(Saved entries)
►
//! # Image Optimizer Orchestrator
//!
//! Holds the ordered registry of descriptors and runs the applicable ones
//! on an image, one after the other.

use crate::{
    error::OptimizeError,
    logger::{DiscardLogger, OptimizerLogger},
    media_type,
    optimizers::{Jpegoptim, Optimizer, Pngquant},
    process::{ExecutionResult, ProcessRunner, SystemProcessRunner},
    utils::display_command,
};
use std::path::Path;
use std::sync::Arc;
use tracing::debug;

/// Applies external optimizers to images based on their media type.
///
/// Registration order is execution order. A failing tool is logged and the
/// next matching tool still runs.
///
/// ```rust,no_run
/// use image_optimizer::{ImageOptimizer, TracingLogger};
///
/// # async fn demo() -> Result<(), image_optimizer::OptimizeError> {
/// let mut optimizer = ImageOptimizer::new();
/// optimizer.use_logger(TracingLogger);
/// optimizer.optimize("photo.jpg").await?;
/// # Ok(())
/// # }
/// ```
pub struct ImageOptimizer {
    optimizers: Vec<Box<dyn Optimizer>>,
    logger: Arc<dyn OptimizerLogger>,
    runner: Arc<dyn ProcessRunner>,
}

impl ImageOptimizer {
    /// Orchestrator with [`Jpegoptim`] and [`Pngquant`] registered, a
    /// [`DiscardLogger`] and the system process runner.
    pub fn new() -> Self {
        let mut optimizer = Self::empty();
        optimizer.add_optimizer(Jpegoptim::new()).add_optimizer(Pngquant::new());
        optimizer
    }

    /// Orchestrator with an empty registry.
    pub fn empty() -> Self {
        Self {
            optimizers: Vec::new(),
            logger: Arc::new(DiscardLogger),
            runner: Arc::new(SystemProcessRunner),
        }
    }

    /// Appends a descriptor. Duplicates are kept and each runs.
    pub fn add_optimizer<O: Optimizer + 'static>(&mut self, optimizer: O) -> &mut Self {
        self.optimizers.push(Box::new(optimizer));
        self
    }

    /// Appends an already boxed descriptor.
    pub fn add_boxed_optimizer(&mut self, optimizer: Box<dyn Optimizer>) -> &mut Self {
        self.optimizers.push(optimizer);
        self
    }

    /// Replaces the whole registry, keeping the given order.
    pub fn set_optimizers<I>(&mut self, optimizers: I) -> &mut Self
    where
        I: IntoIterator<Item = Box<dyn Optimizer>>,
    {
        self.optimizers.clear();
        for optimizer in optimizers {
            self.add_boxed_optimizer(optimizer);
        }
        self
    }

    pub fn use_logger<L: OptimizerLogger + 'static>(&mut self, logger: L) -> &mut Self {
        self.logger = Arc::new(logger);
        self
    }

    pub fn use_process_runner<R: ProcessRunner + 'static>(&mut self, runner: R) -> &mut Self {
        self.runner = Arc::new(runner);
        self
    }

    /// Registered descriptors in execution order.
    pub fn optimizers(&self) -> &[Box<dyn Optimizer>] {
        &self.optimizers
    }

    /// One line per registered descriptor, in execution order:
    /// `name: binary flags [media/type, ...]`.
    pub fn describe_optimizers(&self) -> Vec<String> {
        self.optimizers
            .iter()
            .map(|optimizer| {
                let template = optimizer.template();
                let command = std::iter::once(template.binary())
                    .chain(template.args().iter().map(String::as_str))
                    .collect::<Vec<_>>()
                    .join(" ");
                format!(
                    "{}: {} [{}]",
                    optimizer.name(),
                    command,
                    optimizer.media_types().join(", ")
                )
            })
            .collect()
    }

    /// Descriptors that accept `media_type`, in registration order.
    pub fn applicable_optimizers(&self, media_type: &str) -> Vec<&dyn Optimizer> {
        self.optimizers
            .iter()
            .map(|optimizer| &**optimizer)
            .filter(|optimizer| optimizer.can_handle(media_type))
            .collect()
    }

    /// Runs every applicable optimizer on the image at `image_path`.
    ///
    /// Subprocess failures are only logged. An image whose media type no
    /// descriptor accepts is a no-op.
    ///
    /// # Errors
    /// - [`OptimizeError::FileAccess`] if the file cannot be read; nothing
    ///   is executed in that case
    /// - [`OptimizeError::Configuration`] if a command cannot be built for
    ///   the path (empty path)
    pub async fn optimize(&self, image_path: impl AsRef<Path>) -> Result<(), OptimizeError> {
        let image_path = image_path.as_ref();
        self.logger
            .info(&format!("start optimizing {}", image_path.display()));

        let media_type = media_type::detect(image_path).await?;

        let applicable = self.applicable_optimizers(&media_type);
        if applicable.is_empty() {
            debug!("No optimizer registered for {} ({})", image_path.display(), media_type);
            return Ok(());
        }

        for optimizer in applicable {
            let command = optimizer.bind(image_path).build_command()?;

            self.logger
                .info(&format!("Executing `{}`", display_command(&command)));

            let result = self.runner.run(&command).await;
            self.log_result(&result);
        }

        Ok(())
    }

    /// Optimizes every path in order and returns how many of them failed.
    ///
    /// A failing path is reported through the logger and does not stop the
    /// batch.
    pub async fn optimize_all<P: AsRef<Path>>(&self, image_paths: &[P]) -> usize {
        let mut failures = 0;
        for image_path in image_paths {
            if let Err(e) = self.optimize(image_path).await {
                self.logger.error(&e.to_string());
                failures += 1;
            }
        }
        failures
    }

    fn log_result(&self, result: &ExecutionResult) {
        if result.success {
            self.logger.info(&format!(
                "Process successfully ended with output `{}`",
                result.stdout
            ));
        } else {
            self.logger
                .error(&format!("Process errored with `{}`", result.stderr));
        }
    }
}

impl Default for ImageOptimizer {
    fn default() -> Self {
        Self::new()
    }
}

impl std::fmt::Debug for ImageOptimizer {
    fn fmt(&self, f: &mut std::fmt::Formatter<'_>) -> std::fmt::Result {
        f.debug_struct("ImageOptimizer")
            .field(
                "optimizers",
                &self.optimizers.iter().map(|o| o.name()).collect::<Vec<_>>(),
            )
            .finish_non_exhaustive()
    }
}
◄
WHAT IS NEEDED >> Retype the data. Keep every word as it stands.

EXERCISE SOLUTION >>
//! # Image Optimizer Orchestrator
//!
//! Holds the ordered registry of descriptors and runs the applicable ones
//! on an image, one after the other.

use crate::{
    error::OptimizeError,
    logger::{DiscardLogger, OptimizerLogger},
    media_type,
    optimizers::{Jpegoptim, Optimizer, Pngquant},
    process::{ExecutionResult, ProcessRunner, SystemProcessRunner},
    utils::display_command,
};
use std::path::Path;
use std::sync::Arc;
use tracing::debug;

/// Applies external optimizers to images based on their media type.
///
/// Registration order is execution order. A failing tool is logged and the
/// next matching tool still runs.
///
/// ```rust,no_run
/// use image_optimizer::{ImageOptimizer, TracingLogger};
///
/// # async fn demo() -> Result<(), image_optimizer::OptimizeError> {
/// let mut optimizer = ImageOptimizer::new();
/// optimizer.use_logger(TracingLogger);
/// optimizer.optimize("photo.jpg").await?;
/// # Ok(())
/// # }
/// ```
pub struct ImageOptimizer {
    optimizers: Vec<Box<dyn Optimizer>>,
    logger: Arc<dyn OptimizerLogger>,
    runner: Arc<dyn ProcessRunner>,
}

impl ImageOptimizer {
    /// Orchestrator with [`Jpegoptim`] and [`Pngquant`] registered, a
    /// [`DiscardLogger`] and the system process runner.
    pub fn new() -> Self {
        let mut optimizer = Self::empty();
        optimizer.add_optimizer(Jpegoptim::new()).add_optimizer(Pngquant::new());
        optimizer
    }

    /// Orchestrator with an empty registry.
    pub fn empty() -> Self {
        Self {
            optimizers: Vec::new(),
            logger: Arc::new(DiscardLogger),
            runner: Arc::new(SystemProcessRunner),
        }
    }

    /// Appends a descriptor. Duplicates are kept and each runs.
    pub fn add_optimizer<O: Optimizer + 'static>(&mut self, optimizer: O) -> &mut Self {
        self.optimizers.push(Box::new(optimizer));
        self
    }

    /// Appends an already boxed descriptor.
    pub fn add_boxed_optimizer(&mut self, optimizer: Box<dyn Optimizer>) -> &mut Self {
        self.optimizers.push(optimizer);
        self
    }

    /// Replaces the whole registry, keeping the given order.
    pub fn set_optimizers<I>(&mut self, optimizers: I) -> &mut Self
    where
        I: IntoIterator<Item = Box<dyn Optimizer>>,
    {
        self.optimizers.clear();
        for optimizer in optimizers {
            self.add_boxed_optimizer(optimizer);
        }
        self
    }

    pub fn use_logger<L: OptimizerLogger + 'static>(&mut self, logger: L) -> &mut Self {
        self.logger = Arc::new(logger);
        self
    }

    pub fn use_process_runner<R: ProcessRunner + 'static>(&mut self, runner: R) -> &mut Self {
        self.runner = Arc::new(runner);
        self
    }

    /// Registered descriptors in execution order.
    pub fn optimizers(&self) -> &[Box<dyn Optimizer>] {
        &self.optimizers
    }

    /// One line per registered descriptor, in execution order:
    /// `name: binary flags [media/type, ...]`.
    pub fn describe_optimizers(&self) -> Vec<String> {
        self.optimizers
            .iter()
            .map(|optimizer| {
                let template = optimizer.template();
                let command = std::iter::once(template.binary())
                    .chain(template.args().iter().map(String::as_str))
                    .collect::<Vec<_>>()
                    .join(" ");
                format!(
                    "{}: {} [{}]",
                    optimizer.name(),
                    command,
                    optimizer.media_types().join(", ")
                )
            })
            .collect()
    }

    /// Descriptors that accept `media_type`, in registration order.
    pub fn applicable_optimizers(&self, media_type: &str) -> Vec<&dyn Optimizer> {
        self.optimizers
            .iter()
            .map(|optimizer| &**optimizer)
            .filter(|optimizer| optimizer.can_handle(media_type))
            .collect()
    }

    /// Runs every applicable optimizer on the image at `image_path`.
    ///
    /// Subprocess failures are only logged. An image whose media type no
    /// descriptor accepts is a no-op.
    ///
    /// # Errors
    /// - [`OptimizeError::FileAccess`] if the file cannot be read; nothing
    ///   is executed in that case
    /// - [`OptimizeError::Configuration`] if a command cannot be built for
    ///   the path (empty path)
    pub async fn optimize(&self, image_path: impl AsRef<Path>) -> Result<(), OptimizeError> {
        let image_path = image_path.as_ref();
        self.logger
            .info(&format!("start optimizing {}", image_path.display()));

        let media_type = media_type::detect(image_path).await?;

        let applicable = self.applicable_optimizers(&media_type);
        if applicable.is_empty() {
            debug!("No optimizer registered for {} ({})", image_path.display(), media_type);
            return Ok(());
        }

        for optimizer in applicable {
            let command = optimizer.bind(image_path).build_command()?;

            self.logger
                .info(&format!("Executing `{}`", display_command(&command)));

            let result = self.runner.run(&command).await;
            self.log_result(&result);
        }

        Ok(())
    }

    /// Optimizes every path in order and returns how many of them failed.
    ///
    /// A failing path is reported through the logger and does not stop the
    /// batch.
    pub async fn optimize_all<P: AsRef<Path>>(&self, image_paths: &[P]) -> usize {
        let mut failures = 0;
        for image_path in image_paths {
            if let Err(e) = self.optimize(image_path).await {
                self.logger.error(&e.to_string());
                failures += 1;
            }
        }
        failures
    }

    fn log_result(&self, result: &ExecutionResult) {
        if result.success {
            self.logger.info(&format!(
                "Process successfully ended with output `{}`",
                result.stdout
            ));
        } else {
            self.logger
                .error(&format!("Process errored with `{}`", result.stderr));
        }
    }
}

impl Default for ImageOptimizer {
    fn default() -> Self {
        Self::new()
    }
}

impl std::fmt::Debug for ImageOptimizer {
    fn fmt(&self, f: &mut std::fmt::Formatter<'_>) -> std::fmt::Result {
        f.debug_struct("ImageOptimizer")
            .field(
                "optimizers",
                &self.optimizers.iter().map(|o| o.name()).collect::<Vec<_>>(),
            )
            .finish_non_exhaustive()
    }
}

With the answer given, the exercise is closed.